Indeed, most Americans don't know it ever happened.
In response to a petition asking that marijuana be moved from
Schedule I of the federal Controlled Substances Act, which bars
medical use, to a lower schedule that would permit physician
prescriptions, Judge Francis Young held extensive hearings that began
in the summer of 1986. He heard from an impressive array of expert
witnesses, resulting in thousands of pages of documentation.
Young laid out his findings in a detailed, 69-page ruling, walking
readers through the scientific evidence. He concluded that the law
didn't just permit moving marijuana to Schedule II, but required it.
"Marijuana, in its natural form, is one of the safest therapeutically
active substances known to man," he wrote. "By any measure of
rational analysis marijuana can be safely used within a supervised
routine of medical care. ... The evidence in this record clearly
shows that marijuana has been accepted as capable of relieving the
distress of great numbers of very ill people, and doing so with
safety under medical supervision. It would be unreasonable, arbitrary
and capricious for DEA to continue to stand between those sufferers
and the benefits of this substance in light of the evidence in this record."

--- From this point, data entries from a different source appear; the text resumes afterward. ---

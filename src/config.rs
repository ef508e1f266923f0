use config::{Config, ConfigError, Environment, File};
use once_cell::sync::Lazy;
use regex::Regex;
use serde::Deserialize;
use std::env;
use std::path::Path;
use thiserror::Error;
use tracing::{error, info};
use validator::{Validate, ValidationError};

use crate::floors::{DEFAULT_FLOOR_FALLBACK_LEN, DEFAULT_GROUND_FLOOR_TOKEN};
use crate::orders::{
    validate_template, DEFAULT_CORRECTIVE_MARKER, DEFAULT_ORDER_CODE_TEMPLATE,
    DEFAULT_ORDER_NUMBER_DIGITS, DEFAULT_PREVENTIVE_MARKER,
};
use crate::tags::{
    DEFAULT_GENERIC_PREFIX, DEFAULT_LOCATION_TOKEN_MAX_LEN, DEFAULT_TAG_SEQUENCE_DIGITS,
};

/// Default values for configuration
const DEFAULT_LOG_LEVEL: &str = "info";
const DEFAULT_ENV: &str = "development";
const DEFAULT_DATABASE_URL: &str = "sqlite://facility.db?mode=rwc";
const CONFIG_DIR: &str = "config";
const DEFAULT_MAX_INSERT_ATTEMPTS: u32 = 3;

/// Fixed tokens end up verbatim in stored identifiers and in prefix lookups.
static IDENTIFIER_TOKEN: Lazy<Regex> =
    Lazy::new(|| Regex::new(r"^[A-Z0-9]+$").expect("identifier token pattern is valid"));

/// Settings for tag and order code generation
#[derive(Clone, Debug, Deserialize, Validate)]
#[serde(deny_unknown_fields)]
#[validate(schema(function = "validate_distinct_markers"))]
pub struct IdentifierConfig {
    /// Zero padding of the tag sequence segment
    #[serde(default = "default_tag_sequence_digits")]
    #[validate(range(min = 1, max = 12))]
    pub tag_sequence_digits: usize,

    /// Maximum length of the location segment
    #[serde(default = "default_location_token_max_len")]
    #[validate(range(min = 1, max = 64))]
    pub location_token_max_len: usize,

    /// Token length for floors whose name carries no number
    #[serde(default = "default_floor_fallback_len")]
    #[validate(range(min = 1, max = 16))]
    pub floor_fallback_len: usize,

    /// Prefix for assets matching no equipment keyword
    #[serde(default = "default_generic_prefix")]
    #[validate(length(min = 1, max = 8), custom = "validate_identifier_token")]
    pub generic_prefix: String,

    /// Token for the ground floor
    #[serde(default = "default_ground_floor_token")]
    #[validate(length(min = 1, max = 8), custom = "validate_identifier_token")]
    pub ground_floor_token: String,

    /// Insert attempts before a uniqueness conflict is reported
    #[serde(default = "default_max_insert_attempts")]
    #[validate(range(min = 1, max = 10))]
    pub max_insert_attempts: u32,

    /// Order code layout using `{acronym}`, `{marker}` and `{number}`
    #[serde(default = "default_order_code_template")]
    #[validate(custom = "validate_order_code_template")]
    pub order_code_template: String,

    /// Zero padding of the order number
    #[serde(default = "default_order_number_digits")]
    #[validate(range(min = 1, max = 12))]
    pub order_number_digits: usize,

    /// Must differ from `corrective_marker`
    #[serde(default = "default_preventive_marker")]
    #[validate(length(min = 1, max = 8), custom = "validate_identifier_token")]
    pub preventive_marker: String,

    #[serde(default = "default_corrective_marker")]
    #[validate(length(min = 1, max = 8), custom = "validate_identifier_token")]
    pub corrective_marker: String,
}

impl Default for IdentifierConfig {
    fn default() -> Self {
        Self {
            tag_sequence_digits: default_tag_sequence_digits(),
            location_token_max_len: default_location_token_max_len(),
            floor_fallback_len: default_floor_fallback_len(),
            generic_prefix: default_generic_prefix(),
            ground_floor_token: default_ground_floor_token(),
            max_insert_attempts: default_max_insert_attempts(),
            order_code_template: default_order_code_template(),
            order_number_digits: default_order_number_digits(),
            preventive_marker: default_preventive_marker(),
            corrective_marker: default_corrective_marker(),
        }
    }
}

/// Application configuration structure with validation
#[derive(Clone, Debug, Deserialize, Validate)]
#[serde(deny_unknown_fields)]
pub struct AppConfig {
    /// Database connection URL
    #[validate(length(min = 1))]
    pub database_url: String,

    /// Application environment
    pub environment: String,

    /// Logging level
    #[serde(default = "default_log_level")]
    #[validate(custom = "validate_log_level")]
    pub log_level: String,

    /// Log in JSON format (structured logging)
    #[serde(default)]
    pub log_json: bool,

    /// Whether to run database migrations on startup
    #[serde(default)]
    pub auto_migrate: bool,

    /// DB pool: max connections
    #[serde(default = "default_db_max_connections")]
    pub db_max_connections: u32,

    /// DB pool: min connections
    #[serde(default = "default_db_min_connections")]
    pub db_min_connections: u32,

    /// DB timeouts (seconds)
    #[serde(default = "default_db_connect_timeout_secs")]
    pub db_connect_timeout_secs: u64,
    #[serde(default = "default_db_idle_timeout_secs")]
    pub db_idle_timeout_secs: u64,
    #[serde(default = "default_db_acquire_timeout_secs")]
    pub db_acquire_timeout_secs: u64,

    /// Identifier generation settings
    #[serde(default)]
    #[validate]
    pub identifiers: IdentifierConfig,
}

impl AppConfig {
    /// Creates a new configuration with defaults for everything but the essentials
    pub fn new(database_url: String, environment: String) -> Self {
        Self {
            database_url,
            environment,
            log_level: default_log_level(),
            log_json: false,
            auto_migrate: false,
            db_max_connections: default_db_max_connections(),
            db_min_connections: default_db_min_connections(),
            db_connect_timeout_secs: default_db_connect_timeout_secs(),
            db_idle_timeout_secs: default_db_idle_timeout_secs(),
            db_acquire_timeout_secs: default_db_acquire_timeout_secs(),
            identifiers: IdentifierConfig::default(),
        }
    }

    /// Gets database URL reference
    pub fn database_url(&self) -> &str {
        &self.database_url
    }

    /// Gets log level reference
    pub fn log_level(&self) -> &str {
        &self.log_level
    }

    pub fn identifiers(&self) -> &IdentifierConfig {
        &self.identifiers
    }
}

/// Configuration loading errors
#[derive(Debug, Error)]
pub enum AppConfigError {
    #[error("Configuration loading failed: {0}")]
    Load(#[from] ConfigError),

    #[error("Configuration validation failed: {0}")]
    Validation(#[from] validator::ValidationErrors),
}

/// Default value functions
fn default_log_level() -> String {
    DEFAULT_LOG_LEVEL.to_string()
}

fn default_db_max_connections() -> u32 {
    16
}
fn default_db_min_connections() -> u32 {
    2
}
fn default_db_connect_timeout_secs() -> u64 {
    30
}
fn default_db_idle_timeout_secs() -> u64 {
    600
}
fn default_db_acquire_timeout_secs() -> u64 {
    8
}

fn default_tag_sequence_digits() -> usize {
    DEFAULT_TAG_SEQUENCE_DIGITS
}
fn default_location_token_max_len() -> usize {
    DEFAULT_LOCATION_TOKEN_MAX_LEN
}
fn default_floor_fallback_len() -> usize {
    DEFAULT_FLOOR_FALLBACK_LEN
}
fn default_generic_prefix() -> String {
    DEFAULT_GENERIC_PREFIX.to_string()
}
fn default_ground_floor_token() -> String {
    DEFAULT_GROUND_FLOOR_TOKEN.to_string()
}
fn default_max_insert_attempts() -> u32 {
    DEFAULT_MAX_INSERT_ATTEMPTS
}
fn default_order_code_template() -> String {
    DEFAULT_ORDER_CODE_TEMPLATE.to_string()
}
fn default_order_number_digits() -> usize {
    DEFAULT_ORDER_NUMBER_DIGITS
}
fn default_preventive_marker() -> String {
    DEFAULT_PREVENTIVE_MARKER.to_string()
}
fn default_corrective_marker() -> String {
    DEFAULT_CORRECTIVE_MARKER.to_string()
}

/// Validates log level values
fn validate_log_level(level: &str) -> Result<(), ValidationError> {
    let valid_levels = ["trace", "debug", "info", "warn", "error"];
    if valid_levels.contains(&level.to_lowercase().as_str()) {
        Ok(())
    } else {
        let mut err = ValidationError::new("log_level");
        err.message = Some("Must be one of: trace, debug, info, warn, error".into());
        Err(err)
    }
}

fn validate_order_code_template(template: &str) -> Result<(), ValidationError> {
    validate_template(template).map_err(|message| {
        let mut err = ValidationError::new("order_code_template");
        err.message = Some(message.into());
        err
    })
}

fn validate_identifier_token(token: &str) -> Result<(), ValidationError> {
    if IDENTIFIER_TOKEN.is_match(token) {
        Ok(())
    } else {
        let mut err = ValidationError::new("identifier_token");
        err.message = Some("Must contain only uppercase letters and digits".into());
        Err(err)
    }
}

/// Preventive and corrective codes share a template, so equal markers would
/// make both counters render the same codes.
fn validate_distinct_markers(cfg: &IdentifierConfig) -> Result<(), ValidationError> {
    if cfg.preventive_marker == cfg.corrective_marker {
        let mut err = ValidationError::new("distinct_markers");
        err.message = Some("preventive_marker and corrective_marker must differ".into());
        return Err(err);
    }
    Ok(())
}

/// Initializes tracing using the provided log level as the default filter
pub fn init_tracing(level: &str, json: bool) {
    use tracing_subscriber::{fmt, EnvFilter};

    let default_directive = format!("facility_codes={},sea_orm=warn", level);
    let filter_directive = env::var("RUST_LOG")
        .ok()
        .filter(|s| !s.trim().is_empty())
        .unwrap_or(default_directive);

    if json {
        let _ = fmt()
            .with_env_filter(EnvFilter::new(filter_directive))
            .json()
            .try_init();
    } else {
        let _ = fmt()
            .with_env_filter(EnvFilter::new(filter_directive))
            .try_init();
    }
}

/// Loads application configuration
///
/// Layers configuration sources in this order:
/// 1. Built-in defaults
/// 2. Default config (config/default.toml)
/// 3. Environment-specific config (config/{env}.toml)
/// 4. Environment variables (APP__*), e.g. `APP__IDENTIFIERS__MAX_INSERT_ATTEMPTS=5`
pub fn load_config() -> Result<AppConfig, AppConfigError> {
    // Support both RUN_ENV and APP_ENV for selecting config profile
    let run_env = env::var("RUN_ENV")
        .or_else(|_| env::var("APP_ENV"))
        .unwrap_or_else(|_| DEFAULT_ENV.to_string());
    info!("Loading configuration for environment: {}", run_env);

    if !Path::new(CONFIG_DIR).exists() {
        info!(
            "Config directory '{}' not found; relying on built-in defaults and environment variables",
            CONFIG_DIR
        );
    }

    let config = Config::builder()
        .set_default("database_url", DEFAULT_DATABASE_URL)?
        .set_default("environment", run_env.as_str())?
        .set_default("log_level", DEFAULT_LOG_LEVEL)?
        .set_default("log_json", false)?
        .add_source(File::with_name(&format!("{}/default", CONFIG_DIR)).required(false))
        .add_source(File::with_name(&format!("{}/{}", CONFIG_DIR, run_env)).required(false))
        .add_source(Environment::with_prefix("APP").separator("__"))
        .build()?;

    let app_config: AppConfig = config.try_deserialize()?;

    app_config.validate().map_err(|e| {
        error!("Configuration validation failed: {:?}", e);
        AppConfigError::Validation(e)
    })?;

    info!("Configuration loaded successfully");
    Ok(app_config)
}

#[cfg(test)]
mod tests {
    use super::*;

    fn base_config() -> AppConfig {
        AppConfig::new("sqlite::memory:".into(), "test".into())
    }

    #[test]
    fn defaults_pass_validation() {
        assert!(base_config().validate().is_ok());
    }

    #[test]
    fn template_without_number_is_rejected() {
        let mut cfg = base_config();
        cfg.identifiers.order_code_template = "{marker}-{acronym}".into();
        assert!(cfg.validate().is_err());
    }

    #[test]
    fn insert_attempts_are_bounded() {
        let mut cfg = base_config();
        cfg.identifiers.max_insert_attempts = 0;
        assert!(cfg.validate().is_err());

        cfg.identifiers.max_insert_attempts = 50;
        assert!(cfg.validate().is_err());
    }

    #[test]
    fn unknown_log_level_is_rejected() {
        let mut cfg = base_config();
        cfg.log_level = "verbose".into();
        assert!(cfg.validate().is_err());
    }

    #[test]
    fn template_without_marker_is_rejected() {
        let mut cfg = base_config();
        cfg.identifiers.order_code_template = "{acronym}-{number}".into();
        assert!(cfg.validate().is_err());
    }

    #[test]
    fn markers_must_differ() {
        let mut cfg = base_config();
        cfg.identifiers.corrective_marker = cfg.identifiers.preventive_marker.clone();
        assert!(cfg.validate().is_err());
    }

    #[test]
    fn fixed_tokens_are_uppercase_alphanumeric() {
        for prefix in ["eq_", "eqp", "EQ%", "EQ-P"] {
            let mut cfg = base_config();
            cfg.identifiers.generic_prefix = prefix.into();
            assert!(cfg.validate().is_err(), "{prefix} should be rejected");
        }

        let mut cfg = base_config();
        cfg.identifiers.ground_floor_token = "t".into();
        assert!(cfg.validate().is_err());

        let mut cfg = base_config();
        cfg.identifiers.preventive_marker = "OM.P".into();
        assert!(cfg.validate().is_err());

        let mut cfg = base_config();
        cfg.identifiers.generic_prefix = "EQ2".into();
        assert!(cfg.validate().is_ok());
    }
}
use std::sync::Arc;

use assert_matches::assert_matches;
use chrono::Utc;
use facility_codes::config::IdentifierConfig;
use facility_codes::db;
use facility_codes::entities::{building, contract, floor, location, maintenance_order};
use facility_codes::errors::ServiceError;
use facility_codes::orders::{OrderCodeFormat, OrderKind};
use facility_codes::repositories::{AssetStore, NewAssetRecord, OrderStore, SeaOrmStore};
use facility_codes::services::{AssetTagService, OpenOrderRequest, OrderNumberService, RegisterAssetRequest};
use facility_codes::tags::generate_tag;
use sea_orm::{ActiveModelTrait, DatabaseConnection, Set};
use uuid::Uuid;

async fn setup_store() -> (Arc<DatabaseConnection>, SeaOrmStore) {
    let pool = db::establish_connection("sqlite::memory:")
        .await
        .expect("db connect");
    db::run_migrations(&pool).await.expect("migrations");
    let db = Arc::new(pool);
    (db.clone(), SeaOrmStore::new(db))
}

async fn seed_contract(db: &DatabaseConnection, acronym: &str) -> Uuid {
    let id = Uuid::new_v4();
    contract::ActiveModel {
        id: Set(id),
        acronym: Set(acronym.to_string()),
        name: Set(format!("Contrato {acronym}")),
        created_at: Set(Utc::now()),
    }
    .insert(db)
    .await
    .expect("insert contract");
    id
}

/// Seeds contract -> building -> floor -> location and returns the location id.
async fn seed_location(
    db: &DatabaseConnection,
    contract_id: Uuid,
    floor_name: &str,
    location_name: &str,
) -> Uuid {
    let building_id = Uuid::new_v4();
    building::ActiveModel {
        id: Set(building_id),
        contract_id: Set(contract_id),
        name: Set("Bloco A".into()),
    }
    .insert(db)
    .await
    .expect("insert building");

    let floor_id = Uuid::new_v4();
    floor::ActiveModel {
        id: Set(floor_id),
        building_id: Set(building_id),
        name: Set(floor_name.to_string()),
    }
    .insert(db)
    .await
    .expect("insert floor");

    let location_id = Uuid::new_v4();
    location::ActiveModel {
        id: Set(location_id),
        floor_id: Set(floor_id),
        name: Set(location_name.to_string()),
    }
    .insert(db)
    .await
    .expect("insert location");
    location_id
}

#[tokio::test]
async fn resolves_placement_through_floor() {
    let (db, store) = setup_store().await;
    let contract_id = seed_contract(&db, "ACME").await;
    let location_id = seed_location(&db, contract_id, "Subsolo 1", "Garagem").await;

    let placement = store
        .resolve_location(location_id)
        .await
        .unwrap()
        .expect("placement");
    assert_eq!(placement.floor_name, "Subsolo 1");
    assert_eq!(placement.location_name, "Garagem");

    assert!(store.resolve_location(Uuid::new_v4()).await.unwrap().is_none());
}

#[tokio::test]
async fn unique_tag_constraint_reports_duplicate() {
    let (db, store) = setup_store().await;
    let contract_id = seed_contract(&db, "ACME").await;
    let location_id = seed_location(&db, contract_id, "Térreo", "Recepção").await;
    let tag = generate_tag("Split Recepção", "Térreo", "Recepção", 0);

    let record = NewAssetRecord {
        id: Uuid::new_v4(),
        location_id,
        name: "Split Recepção".into(),
        tag: tag.clone(),
    };
    store.insert_asset(record.clone()).await.expect("first insert");

    let err = store
        .insert_asset(NewAssetRecord {
            id: Uuid::new_v4(),
            ..record
        })
        .await
        .unwrap_err();
    assert_matches!(err, ServiceError::DuplicateIdentifier { ref identifier } if identifier == tag.as_str());
    assert_eq!(store.count_tags_with_prefix("ACS-").await.unwrap(), 1);
}

#[tokio::test]
async fn asset_service_numbers_tags_per_prefix() {
    let (db, store) = setup_store().await;
    let contract_id = seed_contract(&db, "ACME").await;
    let location_id = seed_location(&db, contract_id, "2º Andar", "Sala Técnica").await;
    let service = AssetTagService::from_config(Arc::new(store), &IdentifierConfig::default());

    let mut tags = vec![];
    for name in ["Quadro elétrico", "Nobreak 10kVA", "Painel de automação"] {
        let registered = service
            .register_asset(RegisterAssetRequest {
                location_id,
                name: name.into(),
            })
            .await
            .expect("register");
        tags.push(registered.tag.into_string());
    }

    assert_eq!(
        tags,
        vec![
            "QDR-2-SALA-TECNICA-0001",
            "UPS-2-SALA-TECNICA-0001",
            "QDR-2-SALA-TECNICA-0002",
        ]
    );
}

#[tokio::test]
async fn counter_seeds_from_legacy_orders() {
    let (db, store) = setup_store().await;
    let contract_id = seed_contract(&db, "ACME").await;
    maintenance_order::ActiveModel {
        id: Set(Uuid::new_v4()),
        contract_id: Set(contract_id),
        kind: Set(OrderKind::Preventive),
        code: Set("OMP-ACME-00057".into()),
        asset_id: Set(None),
        created_at: Set(Utc::now()),
    }
    .insert(db.as_ref())
    .await
    .expect("insert legacy order");

    let format = OrderCodeFormat::default();
    let preventive = format.pattern("ACME", OrderKind::Preventive).unwrap();
    let corrective = format.pattern("ACME", OrderKind::Corrective).unwrap();

    assert_eq!(
        store
            .max_order_number(contract_id, OrderKind::Preventive, &preventive)
            .await
            .unwrap(),
        Some(57)
    );
    assert_eq!(
        store
            .next_sequence_value(contract_id, OrderKind::Preventive, &preventive)
            .await
            .unwrap(),
        58
    );
    assert_eq!(
        store
            .next_sequence_value(contract_id, OrderKind::Preventive, &preventive)
            .await
            .unwrap(),
        59
    );
    assert_eq!(
        store
            .next_sequence_value(contract_id, OrderKind::Corrective, &corrective)
            .await
            .unwrap(),
        1
    );
}

#[tokio::test]
async fn order_service_persists_codes() {
    let (db, store) = setup_store().await;
    seed_contract(&db, "HOSP").await;
    let service = OrderNumberService::from_config(Arc::new(store.clone()), &IdentifierConfig::default());

    let opened = service
        .open_order(OpenOrderRequest {
            contract_acronym: "HOSP".into(),
            kind: OrderKind::Corrective,
            asset_id: None,
        })
        .await
        .expect("open order");
    assert_eq!(opened.code.as_str(), "OMC-HOSP-00001");
    let corrective = service.format().pattern("HOSP", OrderKind::Corrective).unwrap();
    assert_eq!(
        store
            .max_order_number(opened.contract_id, OrderKind::Corrective, &corrective)
            .await
            .unwrap(),
        Some(1)
    );

    let err = service
        .open_order(OpenOrderRequest {
            contract_acronym: "NONE".into(),
            kind: OrderKind::Corrective,
            asset_id: None,
        })
        .await
        .unwrap_err();
    assert_matches!(err, ServiceError::NotFound(_));
}

#[tokio::test]
async fn counter_seed_reads_numbers_through_the_template() {
    let (db, store) = setup_store().await;
    let contract_id = seed_contract(&db, "TRT2").await;
    maintenance_order::ActiveModel {
        id: Set(Uuid::new_v4()),
        contract_id: Set(contract_id),
        kind: Set(OrderKind::Preventive),
        code: Set("00120-TRT2-OMP".into()),
        asset_id: Set(None),
        created_at: Set(Utc::now()),
    }
    .insert(db.as_ref())
    .await
    .expect("insert legacy order");

    let config = IdentifierConfig {
        order_code_template: "{number}-{acronym}-{marker}".into(),
        ..IdentifierConfig::default()
    };
    let service = OrderNumberService::from_config(Arc::new(store), &config);
    let opened = service
        .open_order(OpenOrderRequest {
            contract_acronym: "TRT2".into(),
            kind: OrderKind::Preventive,
            asset_id: None,
        })
        .await
        .expect("open order");

    assert_eq!(opened.number, 121);
    assert_eq!(opened.code.as_str(), "00121-TRT2-OMP");
}
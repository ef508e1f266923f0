use std::sync::Arc;

use anyhow::{Context, Result};
use clap::{ArgAction, Args, Parser, Subcommand, ValueEnum};
use facility_codes::{
    config::{self, AppConfig},
    db::{self, DbPool},
    floors::{sorted_floors, FloorOrder},
    frequency::most_frequent,
    orders::OrderKind,
    repositories::SeaOrmStore,
    services::{AssetTagService, OpenOrderRequest, OrderNumberService, RegisterAssetRequest},
    tags::{TagGenerator, TagSettings},
};
use serde::Serialize;
use serde_json::json;
use tracing::debug;
use uuid::Uuid;

#[tokio::main]
async fn main() -> Result<()> {
    let cli = Cli::parse();
    let context = CliContext::initialize()?;

    match cli.command {
        Commands::Tag(args) => handle_tag(&context, args, cli.json)?,
        Commands::SortFloors(args) => handle_sort_floors(args, cli.json)?,
        Commands::Frequency(args) => handle_frequency(args, cli.json)?,
        Commands::Migrate => handle_migrate(&context, cli.json).await?,
        Commands::RegisterAsset(args) => handle_register_asset(&context, args, cli.json).await?,
        Commands::OpenOrder(args) => handle_open_order(&context, args, cli.json).await?,
    }

    Ok(())
}

#[derive(Parser)]
#[command(
    name = "facility-cli",
    about = "Asset tags and maintenance order codes for facility records",
    version
)]
struct Cli {
    #[arg(
        long,
        global = true,
        action = ArgAction::SetTrue,
        help = "Render command output as pretty JSON"
    )]
    json: bool,
    #[command(subcommand)]
    command: Commands,
}

#[derive(Subcommand)]
enum Commands {
    /// Preview the tag an asset would receive
    Tag(TagArgs),
    /// Order floor labels from top to bottom
    SortFloors(SortFloorsArgs),
    /// Most common recurrence label
    Frequency(FrequencyArgs),
    /// Apply pending database migrations
    Migrate,
    /// Register an asset and allocate its tag
    RegisterAsset(RegisterAssetArgs),
    /// Open a maintenance order and allocate its code
    OpenOrder(OpenOrderArgs),
}

#[derive(Args)]
struct TagArgs {
    #[arg(long, help = "Asset name, e.g. \"Bomba de recalque\"")]
    asset: String,
    #[arg(long, help = "Floor name, e.g. \"Térreo\" or \"Subsolo 2\"")]
    floor: String,
    #[arg(long, help = "Location name")]
    location: String,
    #[arg(long, default_value_t = 0, help = "Tags already issued under the same prefix")]
    count: u64,
}

#[derive(Args)]
struct SortFloorsArgs {
    #[arg(long, action = ArgAction::SetTrue, help = "Lowest floor first")]
    bottom_up: bool,
    #[arg(required = true)]
    labels: Vec<String>,
}

#[derive(Args)]
struct FrequencyArgs {
    labels: Vec<String>,
}

#[derive(Args)]
struct RegisterAssetArgs {
    #[arg(long)]
    location_id: Uuid,
    #[arg(long)]
    name: String,
}

#[derive(Clone, Copy, ValueEnum)]
enum KindArg {
    Preventive,
    Corrective,
}

impl From<KindArg> for OrderKind {
    fn from(kind: KindArg) -> Self {
        match kind {
            KindArg::Preventive => OrderKind::Preventive,
            KindArg::Corrective => OrderKind::Corrective,
        }
    }
}

#[derive(Args)]
struct OpenOrderArgs {
    #[arg(long, help = "Contract acronym")]
    contract: String,
    #[arg(long, value_enum)]
    kind: KindArg,
    #[arg(long)]
    asset_id: Option<Uuid>,
}

/// Owns configuration for every command and the database client for those
/// that persist anything.
struct CliContext {
    config: AppConfig,
}

impl CliContext {
    fn initialize() -> Result<Self> {
        let config = config::load_config().context("failed to load application config")?;
        config::init_tracing(config.log_level(), config.log_json);
        debug!(environment = %config.environment, "CLI configuration loaded");
        Ok(Self { config })
    }

    async fn connect(&self) -> Result<Arc<DbPool>> {
        let pool = db::establish_connection_from_app_config(&self.config)
            .await
            .context("failed to connect to database")?;
        if self.config.auto_migrate {
            db::run_migrations(&pool)
                .await
                .context("failed to apply migrations")?;
        }
        Ok(Arc::new(pool))
    }

    async fn store(&self) -> Result<Arc<SeaOrmStore>> {
        Ok(Arc::new(SeaOrmStore::new(self.connect().await?)))
    }

    fn tag_generator(&self) -> TagGenerator {
        TagGenerator::new(TagSettings::from(self.config.identifiers()))
    }
}

fn handle_tag(context: &CliContext, args: TagArgs, json: bool) -> Result<()> {
    let tag = context
        .tag_generator()
        .generate(&args.asset, &args.floor, &args.location, args.count);

    if json {
        print_json(&json!({ "tag": tag }))?;
    } else {
        println!("{}", tag);
    }
    Ok(())
}

fn handle_sort_floors(args: SortFloorsArgs, json: bool) -> Result<()> {
    let order = if args.bottom_up {
        FloorOrder::BottomUp
    } else {
        FloorOrder::TopDown
    };
    let sorted = sorted_floors(&args.labels, order);

    if json {
        print_json(&sorted)?;
    } else {
        for label in sorted {
            println!("{}", label);
        }
    }
    Ok(())
}

fn handle_frequency(args: FrequencyArgs, json: bool) -> Result<()> {
    let label = most_frequent(&args.labels);

    if json {
        print_json(&json!({ "frequency": label }))?;
    } else {
        println!("{}", label);
    }
    Ok(())
}

async fn handle_migrate(context: &CliContext, json: bool) -> Result<()> {
    let pool = db::establish_connection_from_app_config(&context.config)
        .await
        .context("failed to connect to database")?;
    db::run_migrations(&pool)
        .await
        .context("failed to apply migrations")?;

    if json {
        print_json(&json!({ "migrated": true }))?;
    } else {
        println!("Migrations applied");
    }
    Ok(())
}

async fn handle_register_asset(
    context: &CliContext,
    args: RegisterAssetArgs,
    json: bool,
) -> Result<()> {
    let service = AssetTagService::from_config(context.store().await?, context.config.identifiers());
    let registered = service
        .register_asset(RegisterAssetRequest {
            location_id: args.location_id,
            name: args.name,
        })
        .await
        .context("failed to register asset")?;

    if json {
        print_json(&registered)?;
    } else {
        println!("Asset {} tagged {}", registered.id, registered.tag);
    }
    Ok(())
}

async fn handle_open_order(context: &CliContext, args: OpenOrderArgs, json: bool) -> Result<()> {
    let service =
        OrderNumberService::from_config(context.store().await?, context.config.identifiers());
    let opened = service
        .open_order(OpenOrderRequest {
            contract_acronym: args.contract,
            kind: args.kind.into(),
            asset_id: args.asset_id,
        })
        .await
        .context("failed to open maintenance order")?;

    if json {
        print_json(&opened)?;
    } else {
        println!("Order {} opened as {} ({})", opened.id, opened.code, opened.kind);
    }
    Ok(())
}

fn print_json<T: Serialize>(value: &T) -> Result<()> {
    println!("{}", serde_json::to_string_pretty(value)?);
    Ok(())
}
//! Summaries over maintenance recurrence labels ("Mensal", "Trimestral", ...).

use std::collections::HashMap;

/// Returned when there is no label to summarise.
pub const UNKNOWN_FREQUENCY: &str = "N/A";

/// Most common recurrence label among the tasks of one asset.
///
/// Ties go to the label that appears first in `frequencies`. Labels are
/// trimmed before counting and blank labels are ignored; an input with no
/// usable label yields [`UNKNOWN_FREQUENCY`].
pub fn most_frequent<I, S>(frequencies: I) -> String
where
    I: IntoIterator<Item = S>,
    S: AsRef<str>,
{
    // label -> (count, first position)
    let mut tally: HashMap<String, (usize, usize)> = HashMap::new();
    for (position, label) in frequencies.into_iter().enumerate() {
        let label = label.as_ref().trim();
        if label.is_empty() {
            continue;
        }
        tally
            .entry(label.to_string())
            .or_insert((0, position))
            .0 += 1;
    }

    tally
        .into_iter()
        .min_by(|(_, (count_a, first_a)), (_, (count_b, first_b))| {
            count_b.cmp(count_a).then(first_a.cmp(first_b))
        })
        .map(|(label, _)| label)
        .unwrap_or_else(|| UNKNOWN_FREQUENCY.to_string())
}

Remember, this was no pot-addled "legalizer" writing. It was the
chief administrative law judge within the top federal agency
responsible for enforcing our drug laws. Unfortunately, the ruling
had no legal force. In legal terms, it was a recommendation, not an
order that had to be followed.
And the DEA chose not to follow it. Six years after top DEA officials
rejected Young's recommendation, the U.S. Court of Appeals for the
D.C. circuit ruled that the agency did have the right to ignore its
own administrative law judge.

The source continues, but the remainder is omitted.